Molti gli esempi citati circa l'efficacia associata a un buon marchio. Alla base di ogni esperienza di successo vi è una considerazione che vale la pena citare tra virgolette: “…un marchio, se funziona, conquista territori mentali e fisici […] un marchio se forte, lo posso appiccicare a qualsiasi tipo di prodotto e tutto ciò può funzionare”. Come se il marchio potesse superare in valore il prodotto che simboleggia. E lo supera. Un esempio? Torniamo al libro, pag 49: “...[...] Renzo Arbore nel 1987 con la trasmissione televisiva “Indietro Tutta” il cui sponsor inesistente, immaginario era il marchio Cacao Meravigliao, con relativa canzone-spot, colonna sonora all'epoca di tutte le occasioni di convivialità. A seguito del successo ottenuto, erano numerosi gli ascoltatori che richiedevano il prodotto presso i supermercati e aziende del settore avevano offerta ad Arbore cifre, per quell'epoca, di notevole interesse, perché cedesse Cacao Meravigliao per farne un uso appunto commerciale. Arbore non fece alcuna cessione!”

Advertising, lo specchio dell'anima commerciale?
L'analisi dell'advertising è un esercizio divertente. Se è vero che sono i creativi a dare forma alle emozioni da trasmettere, sono le aziende che accettano le proposte. Ed è difficile misurare il motivo delle scelte. È come il design delle automobili: il marketing decide quale target colpire e dà gli input ai disegnatori.

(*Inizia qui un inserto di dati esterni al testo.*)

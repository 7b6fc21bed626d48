use crate::llm::types::Message;

/// 单个会话的消息历史，只允许追加
#[derive(Debug, Clone, Default)]
pub struct Conversation {
    messages: Vec<Message>,
}

impl Conversation {
    pub fn new() -> Self {
        Self::default()
    }

    /// 以系统提示词开场
    pub fn with_system_prompt(prompt: impl Into<String>) -> Self {
        Self {
            messages: vec![Message::system(prompt)],
        }
    }

    pub fn push(&mut self, message: Message) {
        self.messages.push(message);
    }

    /// 一次性追加一轮对话
    pub fn extend(&mut self, messages: impl IntoIterator<Item = Message>) {
        self.messages.extend(messages);
    }

    pub fn messages(&self) -> &[Message] {
        &self.messages
    }

    /// 请求时需要整份历史的拷贝
    pub fn snapshot(&self) -> Vec<Message> {
        self.messages.clone()
    }

    pub fn last(&self) -> Option<&Message> {
        self.messages.last()
    }

    pub fn len(&self) -> usize {
        self.messages.len()
    }

    pub fn is_empty(&self) -> bool {
        self.messages.is_empty()
    }
}
//! OpenWeatherMap `data/2.5` 客户端
//!
//! - `GET {base}/weather?q=&appid=&units=` 当前天气
//! - `GET {base}/forecast?q=&appid=&units=&cnt=` 3 小时一档的预报采样
//!
//! 只有 200 视为成功，其余状态码一律返回 [`ErrorRecord`]，不重试。

use crate::config::Config;
use crate::error::{Result, WeatherError};
use crate::weather::{
    ErrorRecord, ForecastEntry, ForecastSample, SAMPLES_PER_DAY, Unit, WeatherProvider,
    WeatherRecord, WeatherReport,
};
use async_trait::async_trait;
use reqwest::{Client, StatusCode};
use serde::Deserialize;
use std::sync::Arc;
use tracing::{debug, info, warn};

// ── 接口原始响应 ──────────────────────────────────────────────────────────────

#[derive(Debug, Deserialize)]
struct CurrentResponse {
    name: String,
    sys: Sys,
    main: Main,
    wind: Wind,
    #[serde(default)]
    visibility: Option<f64>,
    weather: Vec<Condition>,
    clouds: Clouds,
    #[serde(default)]
    pop: Option<f64>,
}

#[derive(Debug, Deserialize)]
struct Sys {
    country: String,
    sunrise: i64,
    sunset: i64,
}

#[derive(Debug, Deserialize)]
struct Main {
    temp: f64,
    feels_like: f64,
    humidity: f64,
    pressure: f64,
}

#[derive(Debug, Deserialize)]
struct Wind {
    speed: f64,
    #[serde(default)]
    gust: Option<f64>,
}

#[derive(Debug, Deserialize)]
struct Condition {
    description: String,
}

#[derive(Debug, Deserialize)]
struct Clouds {
    all: f64,
}

#[derive(Debug, Deserialize)]
struct ForecastResponse {
    #[serde(default)]
    list: Vec<RawSample>,
}

#[derive(Debug, Deserialize)]
struct RawSample {
    main: SampleMain,
    weather: Vec<Condition>,
}

#[derive(Debug, Deserialize)]
struct SampleMain {
    temp: f64,
    humidity: f64,
}

fn first_description(weather: Vec<Condition>) -> Result<String> {
    weather
        .into_iter()
        .next()
        .map(|c| c.description)
        .ok_or_else(|| {
            WeatherError::InvalidResponse("missing weather[0].description".to_string()).into()
        })
}

impl CurrentResponse {
    fn into_record(self, unit: Unit) -> Result<WeatherRecord> {
        Ok(WeatherRecord {
            location: self.name,
            country: self.sys.country,
            temperature: self.main.temp,
            temperature_feels_like: self.main.feels_like,
            humidity: self.main.humidity,
            pressure: self.main.pressure,
            wind_speed: self.wind.speed,
            wind_gust: self.wind.gust,
            visibility: self.visibility,
            sunrise: self.sys.sunrise,
            sunset: self.sys.sunset,
            unit: unit.label().to_string(),
            description: first_description(self.weather)?,
            cloudiness: self.clouds.all,
            precipitation_probability: self.pop,
        })
    }
}

impl RawSample {
    fn into_sample(self) -> Result<ForecastSample> {
        Ok(ForecastSample {
            temperature: self.main.temp,
            humidity: self.main.humidity,
            description: first_description(self.weather)?,
        })
    }
}

/// 把预报采样按每 8 个一组切成 `days` 天
///
/// 第 i 组为 `samples[i*8 .. (i+1)*8]`，互不重叠。数据不足时末组按实际个数
/// 求平均，空组直接跳过，因此请求天数超过数据源窗口只会得到更少的条目。
pub fn summarize_forecast(samples: &[ForecastSample], days: u32) -> Vec<ForecastEntry> {
    samples
        .chunks(SAMPLES_PER_DAY)
        .take(days as usize)
        .zip(1..)
        .map(|(group, day)| {
            let count = group.len() as f64;
            ForecastEntry {
                day,
                temperature: group.iter().map(|s| s.temperature).sum::<f64>() / count,
                humidity: group.iter().map(|s| s.humidity).sum::<f64>() / count,
                description: group[0].description.clone(),
            }
        })
        .collect()
}

/// OpenWeatherMap HTTP 客户端
pub struct OpenWeatherClient {
    client: Arc<Client>,
    base_url: String,
    api_key: String,
}

impl OpenWeatherClient {
    pub fn new(
        client: Arc<Client>,
        base_url: impl Into<String>,
        api_key: impl Into<String>,
    ) -> Self {
        Self {
            client,
            base_url: base_url.into().trim_end_matches('/').to_string(),
            api_key: api_key.into(),
        }
    }

    pub fn from_config(client: Arc<Client>, config: &Config) -> Self {
        Self::new(
            client,
            config.weather_base_url.clone(),
            config.weather_api_key.clone(),
        )
    }

    async fn get(&self, endpoint: &str, query: &[(&str, String)]) -> Result<reqwest::Response> {
        let url = format!("{}/{}", self.base_url, endpoint);
        debug!(url = %url, "🌐 请求天气接口");

        let response = self
            .client
            .get(&url)
            .query(&[("appid", self.api_key.as_str())])
            .query(query)
            .send()
            .await
            .map_err(|e| WeatherError::NetworkError(e.to_string()))?;
        Ok(response)
    }
}

#[async_trait]
impl WeatherProvider for OpenWeatherClient {
    async fn fetch_current(
        &self,
        location: &str,
        unit: Unit,
    ) -> Result<WeatherReport<WeatherRecord>> {
        info!(location = %location, unit = %unit, "🌡️ 查询当前天气");

        let response = self
            .get(
                "weather",
                &[("q", location.to_string()), ("units", unit.to_string())],
            )
            .await?;

        if response.status() != StatusCode::OK {
            warn!(location = %location, status = %response.status(), "天气接口返回非 200");
            return Ok(WeatherReport::Unavailable(ErrorRecord::for_location(location)));
        }

        let body = response
            .json::<CurrentResponse>()
            .await
            .map_err(|e| WeatherError::InvalidResponse(e.to_string()))?;

        Ok(WeatherReport::Found(body.into_record(unit)?))
    }

    async fn fetch_forecast(
        &self,
        location: &str,
        days: u32,
        unit: Unit,
    ) -> Result<WeatherReport<Vec<ForecastEntry>>> {
        let count = days.saturating_mul(SAMPLES_PER_DAY as u32);
        info!(location = %location, days, cnt = count, "📅 查询天气预报");

        let response = self
            .get(
                "forecast",
                &[
                    ("q", location.to_string()),
                    ("units", unit.to_string()),
                    ("cnt", count.to_string()),
                ],
            )
            .await?;

        if response.status() != StatusCode::OK {
            warn!(location = %location, status = %response.status(), "预报接口返回非 200");
            return Ok(WeatherReport::Unavailable(ErrorRecord::for_location(location)));
        }

        let body = response
            .json::<ForecastResponse>()
            .await
            .map_err(|e| WeatherError::InvalidResponse(e.to_string()))?;

        let samples = body
            .list
            .into_iter()
            .map(RawSample::into_sample)
            .collect::<Result<Vec<_>>>()?;
        debug!(location = %location, samples = samples.len(), "预报采样已解析");

        Ok(WeatherReport::Found(summarize_forecast(&samples, days)))
    }
}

Poi, tra le proposte ne vince una per svariati motivi non razionali. Ma non è solo il contenuto dell'advertising a connotare un contesto, ma anche le regole con cui è propagato. Prendiamo l'esempio della pubblicità comparativa. Il nostro libro da una definizione precisa: “La pubblicità comparativa è qualsiasi pubblicità che identifica in modo esplicito o implicito un concorrente di beni o servizi offerti da un concorrente”. In Italia questa forma di comunicazione è scarsamente diffusa. Anche da questo aspetto si possono trarre considerazioni che identificano usi e costumi tipicamente italiani. Da pagina 69: “La spiegazione dello scarso utilizzo di questa forma di comunicazione senz'altro è da imputare al ritardo e alle polemiche con la quale è stata introdotta, e poi perché il mercato italiano è rigido e gli imprenditori alla fin fine si vogliono tutti un gran bene! Peccato che questo modo di fare sia un danno per il consumatore che non ha anche la possibilità di una scelta razionale; peccato perché impedisce alle aziende di migliorarsi dopo essere state comparate.” Very italian style.